Task to complete: Please transcribe every record below exactly as written.

Given data:
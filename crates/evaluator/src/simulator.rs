use async_trait::async_trait;
use log::{debug, info};
use rand::rngs::SmallRng;
use rand::{Rng, SeedableRng};
use tokio::sync::mpsc::Sender;
use tokio::time::{self, Duration};

use super::config::SimulatorConfig;
use super::error::Error;
use super::types::{KernelRequest, RequestStreamer};
use common::types::{Arity, Kernel};

/// Largest magnitude used for scalar trig arguments.
const SCALAR_RANGE: f64 = 8.0;

/// Largest absolute exponent generated for `pow`.
const MAX_POW_EXPONENT: i32 = 64;

/// Produces synthetic kernel requests for simulation purposes.
///
/// Generates batches of requests with random kernels and argument sequences
/// spanning many decades, and sends them over a Tokio bounded channel. Stops
/// after `total_requests` have been sent, which closes the channel.
pub struct SimulatorStreamer {
    config: SimulatorConfig,
}

impl SimulatorStreamer {
    pub fn new(config: SimulatorConfig) -> Self {
        SimulatorStreamer { config }
    }

    fn special_value(rng: &mut SmallRng) -> f64 {
        match rng.random_range(0..3) {
            0 => f64::NAN,
            1 => f64::INFINITY,
            _ => f64::NEG_INFINITY,
        }
    }

    /// `± m * 10^e` with `m` in `[1, 10)` and `e` between the configured decades.
    fn wide_value(&self, rng: &mut SmallRng) -> f64 {
        if rng.random_bool(self.config.special_value_rate) {
            return Self::special_value(rng);
        }
        let mantissa = rng.random_range(1.0..10.0);
        let decade = rng.random_range(self.config.min_decade..=self.config.max_decade);
        let value = mantissa * 10f64.powi(decade);
        if rng.random::<bool>() { -value } else { value }
    }

    fn scalar_value(&self, rng: &mut SmallRng) -> f64 {
        if rng.random_bool(self.config.special_value_rate) {
            return Self::special_value(rng);
        }
        rng.random_range(-SCALAR_RANGE..=SCALAR_RANGE)
    }

    fn generate_args(&self, kernel: Kernel, rng: &mut SmallRng) -> Option<Vec<f64>> {
        if rng.random_bool(self.config.absent_rate) {
            return None;
        }
        let args = match kernel.arity() {
            Arity::Variadic => {
                let len = rng.random_range(0..=self.config.max_sequence_len);
                (0..len).map(|_| self.wide_value(rng)).collect()
            }
            Arity::Unary => vec![self.scalar_value(rng)],
            Arity::Binary => {
                let exponent = rng.random_range(-MAX_POW_EXPONENT..=MAX_POW_EXPONENT);
                vec![self.scalar_value(rng), exponent as f64]
            }
        };
        Some(args)
    }

    fn generate_request(&self, id: u64, rng: &mut SmallRng) -> KernelRequest {
        let kernel = Kernel::ALL[rng.random_range(0..Kernel::ALL.len())];
        let args = self.generate_args(kernel, rng);
        KernelRequest { id, kernel, args }
    }
}

#[async_trait]
impl RequestStreamer for SimulatorStreamer {
    /// Runs the simulation asynchronously.
    ///
    /// Backpressure is handled by awaiting on `sender.send()`. Returns
    /// `ChannelSendFailed` if the receiver is dropped early.
    async fn run_stream(self, sender: Sender<Vec<KernelRequest>>) -> Result<(), Error> {
        let mut interval = time::interval(Duration::from_millis(self.config.interval_ms));

        let mut rng: SmallRng = match self.config.seed {
            Some(seed) => SmallRng::seed_from_u64(seed),
            None => SmallRng::from_os_rng(),
        };

        let total = self.config.total_requests as u64;
        let mut next_id: u64 = 0;

        while next_id < total {
            interval.tick().await;

            let end = (next_id + self.config.batch_size as u64).min(total);
            let requests: Vec<KernelRequest> = (next_id..end)
                .map(|id| self.generate_request(id, &mut rng))
                .collect();
            next_id = end;

            debug!("Simulator sent {} requests.", requests.len());
            if sender.send(requests).await.is_err() {
                info!("Simulator shutting down: Evaluator receiver dropped.");
                return Err(Error::ChannelSendFailed);
            }
        }

        info!("Simulator finished after {} requests.", total);
        Ok(())
    }
}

Task output:
filename crates/evaluator/src/simulator.rs
use async_trait::async_trait;
use log::{debug, info};
use rand::rngs::SmallRng;
use rand::{Rng, SeedableRng};
use tokio::sync::mpsc::Sender;
use tokio::time::{self, Duration};

use super::config::SimulatorConfig;
use super::error::Error;
use super::types::{KernelRequest, RequestStreamer};
use common::types::{Arity, Kernel};

/// Largest magnitude used for scalar trig arguments.
const SCALAR_RANGE: f64 = 8.0;

/// Largest absolute exponent generated for `pow`.
const MAX_POW_EXPONENT: i32 = 64;

/// Produces synthetic kernel requests for simulation purposes.
///
/// Generates batches of requests with random kernels and argument sequences
/// spanning many decades, and sends them over a Tokio bounded channel. Stops
/// after `total_requests` have been sent, which closes the channel.
pub struct SimulatorStreamer {
    config: SimulatorConfig,
}

impl SimulatorStreamer {
    pub fn new(config: SimulatorConfig) -> Self {
        SimulatorStreamer { config }
    }

    fn special_value(rng: &mut SmallRng) -> f64 {
        match rng.random_range(0..3) {
            0 => f64::NAN,
            1 => f64::INFINITY,
            _ => f64::NEG_INFINITY,
        }
    }

    /// `± m * 10^e` with `m` in `[1, 10)` and `e` between the configured decades.
    fn wide_value(&self, rng: &mut SmallRng) -> f64 {
        if rng.random_bool(self.config.special_value_rate) {
            return Self::special_value(rng);
        }
        let mantissa = rng.random_range(1.0..10.0);
        let decade = rng.random_range(self.config.min_decade..=self.config.max_decade);
        let value = mantissa * 10f64.powi(decade);
        if rng.random::<bool>() { -value } else { value }
    }

    fn scalar_value(&self, rng: &mut SmallRng) -> f64 {
        if rng.random_bool(self.config.special_value_rate) {
            return Self::special_value(rng);
        }
        rng.random_range(-SCALAR_RANGE..=SCALAR_RANGE)
    }

    fn generate_args(&self, kernel: Kernel, rng: &mut SmallRng) -> Option<Vec<f64>> {
        if rng.random_bool(self.config.absent_rate) {
            return None;
        }
        let args = match kernel.arity() {
            Arity::Variadic => {
                let len = rng.random_range(0..=self.config.max_sequence_len);
                (0..len).map(|_| self.wide_value(rng)).collect()
            }
            Arity::Unary => vec![self.scalar_value(rng)],
            Arity::Binary => {
                let exponent = rng.random_range(-MAX_POW_EXPONENT..=MAX_POW_EXPONENT);
                vec![self.scalar_value(rng), exponent as f64]
            }
        };
        Some(args)
    }

    fn generate_request(&self, id: u64, rng: &mut SmallRng) -> KernelRequest {
        let kernel = Kernel::ALL[rng.random_range(0..Kernel::ALL.len())];
        let args = self.generate_args(kernel, rng);
        KernelRequest { id, kernel, args }
    }
}

#[async_trait]
impl RequestStreamer for SimulatorStreamer {
    /// Runs the simulation asynchronously.
    ///
    /// Backpressure is handled by awaiting on `sender.send()`. Returns
    /// `ChannelSendFailed` if the receiver is dropped early.
    async fn run_stream(self, sender: Sender<Vec<KernelRequest>>) -> Result<(), Error> {
        let mut interval = time::interval(Duration::from_millis(self.config.interval_ms));

        let mut rng: SmallRng = match self.config.seed {
            Some(seed) => SmallRng::seed_from_u64(seed),
            None => SmallRng::from_os_rng(),
        };

        let total = self.config.total_requests as u64;
        let mut next_id: u64 = 0;

        while next_id < total {
            interval.tick().await;

            let end = (next_id + self.config.batch_size as u64).min(total);
            let requests: Vec<KernelRequest> = (next_id..end)
                .map(|id| self.generate_request(id, &mut rng))
                .collect();
            next_id = end;

            debug!("Simulator sent {} requests.", requests.len());
            if sender.send(requests).await.is_err() {
                info!("Simulator shutting down: Evaluator receiver dropped.");
                return Err(Error::ChannelSendFailed);
            }
        }

        info!("Simulator finished after {} requests.", total);
        Ok(())
    }
}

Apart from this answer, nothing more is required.